Amit Bar-Or, MD, FRCP: Maybe. As you know, all the other companies were invited by the FDA to extend their labels into the earlier disease spectrum. I think that it is a conundrum and particularly this issue of an SPMS population. It’s not approved for SPMS without obvious activity, although a substantial element of the benefit appeared to be in those who did have that relapse biology. And in some ways, we’ve been encouraging the FDA to accept our view that there’s all this subclinical relapse biology and that it is present throughout the spectrum of MS.

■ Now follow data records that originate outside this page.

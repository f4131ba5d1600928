use super::role::Role;
use super::session::{Session, SessionStatus};
use crate::routes;

#[derive(Debug, Clone, Copy, PartialEq, Eq)]
pub enum Decision {
    Allow,
    /// Session not settled yet: show a neutral loading state, never redirect.
    WaitForSession,
    RedirectToLogin,
    RedirectToDashboard,
}

/// Decide whether a screen guarded by `route_roles` may render for `session`.
///
/// `Initializing` is checked before `Unauthenticated`, so a user whose profile check is
/// still in flight never sees the login page flash.
pub fn authorize(route_roles: &[Role], session: &Session) -> Decision {
    match session.status() {
        SessionStatus::Initializing => return Decision::WaitForSession,
        SessionStatus::Unauthenticated if !session.is_demo_mode() => return Decision::RedirectToLogin,
        _ => {}
    }
    let Some(role) = session.effective_role() else {
        return Decision::WaitForSession;
    };
    if !route_roles.is_empty() && !route_roles.contains(&role) {
        return Decision::RedirectToDashboard;
    }
    Decision::Allow
}

/// What a guarded screen turns into.
#[derive(Debug, Clone, PartialEq, Eq)]
pub enum Rendered<T> {
    Content(T),
    Loading,
    Redirect(String),
}

/// Wrapper that renders its content only when the guard allows it.
#[derive(Debug, Clone, Copy)]
pub struct Guarded<'a> {
    roles: &'a [Role],
}

impl<'a> Guarded<'a> {
    pub fn new(roles: &'a [Role]) -> Self {
        Guarded { roles }
    }

    pub fn decide(&self, session: &Session) -> Decision {
        authorize(self.roles, session)
    }

    /// `content` runs only on `Allow`. Dashboard redirects land on the effective role's dashboard.
    pub fn render<T, F>(&self, session: &Session, content: F) -> Rendered<T>
    where
        F: FnOnce() -> T,
    {
        match self.decide(session) {
            Decision::Allow => Rendered::Content(content()),
            Decision::WaitForSession => Rendered::Loading,
            Decision::RedirectToLogin => Rendered::Redirect(routes::LOGIN_PATH.to_string()),
            Decision::RedirectToDashboard => Rendered::Redirect(routes::dashboard_path(session.effective_role()).to_string()),
        }
    }
}

impl Guarded<'static> {
    /// Guard for a location using the static route table.
    pub fn for_path(location: &str) -> Self {
        Guarded { roles: routes::roles_for(location) }
    }
}

#[cfg(test)]
mod tests {
    use super::*;
    use crate::identity::User;

    fn signed_in(role: Option<Role>) -> Session {
        Session::authenticated(User { id: "1".into(), name: "u".into(), email: None, role, is_demo: false }, false)
    }

    fn all_sessions() -> Vec<Session> {
        let mut v = vec![
            Session::initializing(false),
            Session::initializing(true),
            Session::unauthenticated(false),
            Session::unauthenticated(true),
            signed_in(None),
        ];
        for r in Role::ALL {
            v.push(signed_in(Some(r)));
        }
        v
    }

    #[test]
    fn allow_iff_authenticated_with_permitted_role_or_open_route() {
        for route in routes::ROUTES {
            for s in all_sessions() {
                let d = authorize(route.allowed_roles, &s);
                let signed_in = s.status() == SessionStatus::Authenticated
                    || (s.status() == SessionStatus::Unauthenticated && s.is_demo_mode());
                let expected = signed_in
                    && s.effective_role().map(|r| route.allowed_roles.is_empty() || route.allowed_roles.contains(&r)).unwrap_or(false);
                assert_eq!(d == Decision::Allow, expected, "route {} session {:?}", route.path, s);
            }
        }
    }

    #[test]
    fn never_redirects_to_login_while_initializing() {
        for route in routes::ROUTES {
            for demo in [false, true] {
                assert_eq!(authorize(route.allowed_roles, &Session::initializing(demo)), Decision::WaitForSession);
            }
        }
    }

    #[test]
    fn receptionist_on_admin_route_goes_to_own_dashboard() {
        let s = signed_in(Some(Role::Receptionist));
        let g = Guarded::for_path("/users");
        assert_eq!(g.decide(&s), Decision::RedirectToDashboard);
        assert_eq!(g.render(&s, || "users"), Rendered::Redirect("/dashboard/receptionist".into()));
    }

    #[test]
    fn unresolved_role_waits() {
        assert_eq!(authorize(&[Role::Doctor], &signed_in(None)), Decision::WaitForSession);
        assert_eq!(authorize(&[], &signed_in(None)), Decision::WaitForSession);
    }

    #[test]
    fn demo_session_acts_as_guest_demo() {
        let s = Session::unauthenticated(true);
        assert_eq!(authorize(&[Role::Admin, Role::GuestDemo], &s), Decision::Allow);
        assert_eq!(authorize(&[Role::Admin], &s), Decision::RedirectToDashboard);
        assert_eq!(Guarded::for_path("/users").render(&s, || ()), Rendered::Redirect("/dashboard/demo".into()));
    }

    #[test]
    fn content_is_not_built_unless_allowed() {
        let mut built = false;
        let r = Guarded::for_path("/patients").render(&Session::unauthenticated(false), || built = true);
        assert_eq!(r, Rendered::Redirect("/login".into()));
        assert!(!built);
    }
}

Peter A. Calabresi, MD: I totally agree. I think it was a real step forward recognizing some of the things that you published, Fred, and if you look at the population, the average age was in the late 40s. These are people who had secondary progressive MS or 13 years since duration of diagnosis and 3 years since they’ve had SPMS. These are not the vast majority of patients that I’m seeing with progressive MS, who are late 50s and 60s. And I worry about whether the risk-benefit is necessarily in favor of treating all of those patients.

Patricia K. Coyle, MD: However, the label may be a blessing in disguise because the S1P receptors penetrate into the CNS [central nervous system], so they have the possibility to have a direct effect on neurodegeneration. If siponimod has a direct effect on neurodegeneration, why wouldn’t it be the S1P receptor to use in CIS and early relapsing MS, where there is neurodegeneration? That would be very logical to me.

Fred D. Lublin, MD: At least on the one hand. It doesn’t say what you do with the secondary progressors without activity.

Patricia K. Coyle, MD: They should have gotten a label for SPMS, period, not active versus nonactive, I think, based on their trial.

Amit Bar-Or, MD, FRCP: Or at least include imaging metrics of activity.

Fred D. Lublin, MD: I think it was a very successful trial in the sense of the recruitment population. They really did get a group. If you think of that, you said 3 years after declaring, but it takes 3 to 4 to 5 years before you really declare someone secondary progressive MS. I’ve always thought that’s one of the big challenges in why others have failed in secondary progressive MS because it’s supposed to, even the primary progressive MS, they have this 13-, 14-, 15-year duration of disease. So a lot is going on that we’re not impacting very well.